7 thoughts on ““Guam’s first Coast Guard Fast Response Cutter arrives at Apra Harbor” –D14

    • I have read it. I was considering what to do with it. Frankly the only thing I thought worth talking about was the title, “The US Coast Guard should Guard the US Coast.” I think that is the expectation of the average American. That they assume that is what we do, but really we don’t, and we are not prepared to do it. When something does happen, I expect a great many American are going to ask, “Where was the Coast Guard?”

    • I read this article. Poorly written and mean-spirited, it left me aghast.

      All that being said, the point that the Coast Guard should more squarely focus on defending the US coasts is a good one.

  1. https://content.govdelivery.com/accounts/USDHSCG/bulletins/2d25a45

    News Release
    U.S. Coast Guard 14th District Hawaii and the Pacific

    Coast Guard Cutter delivers emergency supplies to Palau following Typhoon Surigae

    SANTA RITA, Guam — The crew of the Coast Guard Cutter Myrtle Hazard (WPC 1139) delivered emergency supplies including water and food to the island of Kayangel, Saturday.

    The mission was in response to a national emergency declared by President Surangel Whipps Jr. of Palau after Typhoon Surigae devastated the region last week.

    “Today, our crew had a unique opportunity to conduct one of the most satisfying missions the United States Coast Guard is known for, humanitarian aid,” said Petty Officer 2nd Class Andrew Johnson, a coxswain aboard the Myrtle Hazard. “We were extremely excited to be able to offer help, which for a small island such as Kayangel makes a major impact. I am proud I was able to be a part of it.”

    Last week the slow moving typhoon made landfall in Palau bringing significant rainfall and heavy winds. The storm caused flooding and resulted in damage to homes and properties throughout the islands.

    On April 18, the president of Palau declared a national emergency and made an official request to the United States embassy for assistance. Capt.

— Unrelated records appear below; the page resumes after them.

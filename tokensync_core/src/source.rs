//! Adapting external database pages into [`ExternalRow`]s.
//!
//! The data provider returns pages whose properties are typed values. Only
//! `title`, `rich_text`, and `formula` properties carry text the reconciler
//! can use; everything else is rejected when it is named as a key or value
//! property.

use std::collections::BTreeMap;

use serde::Deserialize;
use serde::Serialize;
use tracing::debug;

use crate::ExternalRow;
use crate::TokenSyncError;
use crate::TokenSyncResult;

#[derive(Debug, Clone, PartialEq, Eq, Serialize, Deserialize)]
pub struct PlainText {
	#[serde(default)]
	pub plain_text: String,
}

#[derive(Debug, Clone, Default, PartialEq, Eq, Serialize, Deserialize)]
pub struct FormulaValue {
	#[serde(default)]
	pub string: Option<String>,
}

#[derive(Debug, Clone, PartialEq, Eq, Serialize, Deserialize)]
#[serde(tag = "type", rename_all = "snake_case")]
pub enum SourceProperty {
	Title {
		#[serde(default)]
		title: Vec<PlainText>,
	},
	RichText {
		#[serde(default)]
		rich_text: Vec<PlainText>,
	},
	Formula {
		#[serde(default)]
		formula: FormulaValue,
	},
	#[serde(other)]
	Unsupported,
}

impl SourceProperty {
	/// The property's text: the first fragment for text properties, the
	/// string result for formulas. `None` for unsupported types.
	pub fn text(&self) -> Option<String> {
		match self {
			Self::Title { title: fragments } | Self::RichText { rich_text: fragments } => {
				Some(first_fragment(fragments))
			}
			Self::Formula { formula } => Some(formula.string.clone().unwrap_or_default()),
			Self::Unsupported => None,
		}
	}
}

fn first_fragment(fragments: &[PlainText]) -> String {
	fragments
		.first()
		.map(|fragment| fragment.plain_text.clone())
		.unwrap_or_default()
}

/// One row of the external database.
#[derive(Debug, Clone, PartialEq, Eq, Serialize, Deserialize)]
pub struct SourcePage {
	pub id: String,
	#[serde(default)]
	pub properties: BTreeMap<String, SourceProperty>,
	#[serde(default)]
	pub created_time: String,
	#[serde(default)]
	pub last_edited_time: String,
	#[serde(default)]
	pub url: String,
}

/// One page of a paginated database query.
#[derive(Debug, Clone, PartialEq, Eq, Serialize, Deserialize)]
pub struct QueryResponse {
	#[serde(default)]
	pub results: Option<Vec<SourcePage>>,
	#[serde(default)]
	pub has_more: bool,
	#[serde(default)]
	pub next_cursor: Option<String>,
}

#[derive(Deserialize)]
#[serde(untagged)]
enum QueryDump {
	Many(Vec<QueryResponse>),
	One(QueryResponse),
}

/// Parse one query response, or an array of consecutive responses, and
/// return every page in order.
pub fn parse_query_responses(json: &str) -> TokenSyncResult<Vec<SourcePage>> {
	let dump: QueryDump =
		serde_json::from_str(json).map_err(|e| TokenSyncError::FetchFailed(e.to_string()))?;
	let responses = match dump {
		QueryDump::Many(responses) => responses,
		QueryDump::One(response) => vec![response],
	};

	let mut pages = Vec::new();
	for response in responses {
		let Some(results) = response.results else {
			return Err(TokenSyncError::NoPages);
		};
		pages.extend(results);
	}

	Ok(pages)
}

/// Turn pages into rows keyed by `key_property`, with one value per entry of
/// `value_properties`.
pub fn rows_from_pages(
	pages: &[SourcePage],
	key_property: &str,
	value_properties: &[String],
) -> TokenSyncResult<Vec<ExternalRow>> {
	if pages.is_empty() {
		return Err(TokenSyncError::NoPages);
	}

	let rows = pages
		.iter()
		.map(|page| row_from_page(page, key_property, value_properties))
		.collect::<TokenSyncResult<Vec<_>>>()?;
	debug!(count = rows.len(), key_property, "adapted source pages");

	Ok(rows)
}

fn row_from_page(
	page: &SourcePage,
	key_property: &str,
	value_properties: &[String],
) -> TokenSyncResult<ExternalRow> {
	let key = page
		.properties
		.get(key_property)
		.ok_or_else(|| TokenSyncError::InvalidKeyProperty(key_property.to_string()))?
		.text()
		.ok_or_else(|| TokenSyncError::InvalidPropertyType(key_property.to_string()))?;

	let mut values = BTreeMap::new();
	for name in value_properties {
		let value = page
			.properties
			.get(name)
			.ok_or_else(|| TokenSyncError::MissingValueProperty(name.clone()))?
			.text()
			.ok_or_else(|| TokenSyncError::InvalidPropertyType(name.clone()))?;
		values.insert(name.clone(), value);
	}

	Ok(ExternalRow {
		id: page.id.clone(),
		key,
		values,
		created_time: page.created_time.clone(),
		last_edited_time: page.last_edited_time.clone(),
		url: page.url.clone(),
	})
}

Christopher Chase, commander, Coast Guard Sector Guam and Ambassador John Hennessey-Niland, U.S. Embassy Koror, spoke by phone and determined what supplies were needed and the best method to deliver them.

    At the time the Myrtle Hazard’s crew was conducting an illegal, unreported and unregulated fisheries patrol north of Guam and was recalled back to homeport for the humanitarian mission.

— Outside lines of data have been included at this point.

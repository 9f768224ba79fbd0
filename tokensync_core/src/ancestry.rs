//! Recovering the chain of component instances that own a node.
//!
//! The host does not expose instance ownership directly for nodes inside
//! instances. Their ids encode it instead: a node inside an instance is
//! addressed as `<instance>;<child>`, and nesting repeats the pattern, so
//! every proper prefix of the path names a potential owner. Decoding lives
//! behind [`AncestryDecoder`] so callers never depend on the encoding.

use futures::future::join_all;
use tracing::debug;
use tracing::warn;

use crate::NodeId;
use crate::NodeKind;
use crate::SceneGraph;
use crate::SceneNode;

pub const DEFAULT_PATH_DELIMITER: char = ';';

pub trait AncestryDecoder {
	/// Ids of every potential owner of `node`, outermost first. The node
	/// itself is not included.
	fn ancestor_ids(&self, node: &NodeId) -> Vec<NodeId>;
}

/// Decodes ownership from delimiter-joined node id paths.
#[derive(Debug, Clone, Copy, PartialEq, Eq)]
pub struct PathEncodedAncestry {
	delimiter: char,
}

impl PathEncodedAncestry {
	pub fn new(delimiter: char) -> Self {
		Self { delimiter }
	}
}

impl Default for PathEncodedAncestry {
	fn default() -> Self {
		Self::new(DEFAULT_PATH_DELIMITER)
	}
}

impl AncestryDecoder for PathEncodedAncestry {
	fn ancestor_ids(&self, node: &NodeId) -> Vec<NodeId> {
		let segments: Vec<&str> = node.split(self.delimiter).collect();
		let mut prefix = String::new();
		let mut ids = Vec::with_capacity(segments.len().saturating_sub(1));

		for segment in &segments[..segments.len().saturating_sub(1)] {
			if !prefix.is_empty() {
				prefix.push(self.delimiter);
			}
			prefix.push_str(segment);
			ids.push(NodeId::new(prefix.clone()));
		}

		ids
	}
}

/// Resolve the live component instances that own `node`, outermost first.
///
/// Prefixes that no longer resolve, or that the host fails to look up, are
/// skipped.
pub async fn ancestor_instances<G, D>(graph: &G, decoder: &D, node: &NodeId) -> Vec<SceneNode>
where
	G: SceneGraph,
	D: AncestryDecoder + ?Sized,
{
	let lookups = decoder.ancestor_ids(node).into_iter().map(|id| {
		async move {
			match graph.node_by_id(&id).await {
				Ok(Some(found)) if found.kind == NodeKind::Instance => Some(found),
				Ok(Some(_)) => None,
				Ok(None) => {
					debug!(ancestor = %id, node = %node, "ancestor no longer exists");
					None
				}
				Err(error) => {
					warn!(ancestor = %id, node = %node, %error, "failed to resolve ancestor");
					None
				}
			}
		}
	});

	join_all(lookups).await.into_iter().flatten().collect()
}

    On Guam, supplies were being donated and collected by a number of different organizations including the Chief Petty Officers Association Marianas Chapter, the U.S Naval Base Chapel, the Orotte Commissary, the Ngaraad Club of Guam, the Kayangel Club of Guam, and the Guam Paluan community.

    The cutter then departed Guam for the 800 nautical mile transit to Palau with the supplies.

    Upon arriving in Palau the crew worked closely with the government and the U.S. embassy to coordinate a safe, contactless transfer of the supplies to Kayangel and to ensure the safety of both the people of Palau and the cutters crew while conserving the nation’s vital medical supplies.

    “It’s a rewarding mission to deliver aid whenever required,” said Lt. Tony Seleznick, the Myrtle Hazard’s commanding officer. “This operation exemplified the great partnership between the U.S. and the Republic of Palau. The crew of Myrtle Hazard performed excellently and highlighted why the U.S. Coast Guard is the world’s best Coast Guard.”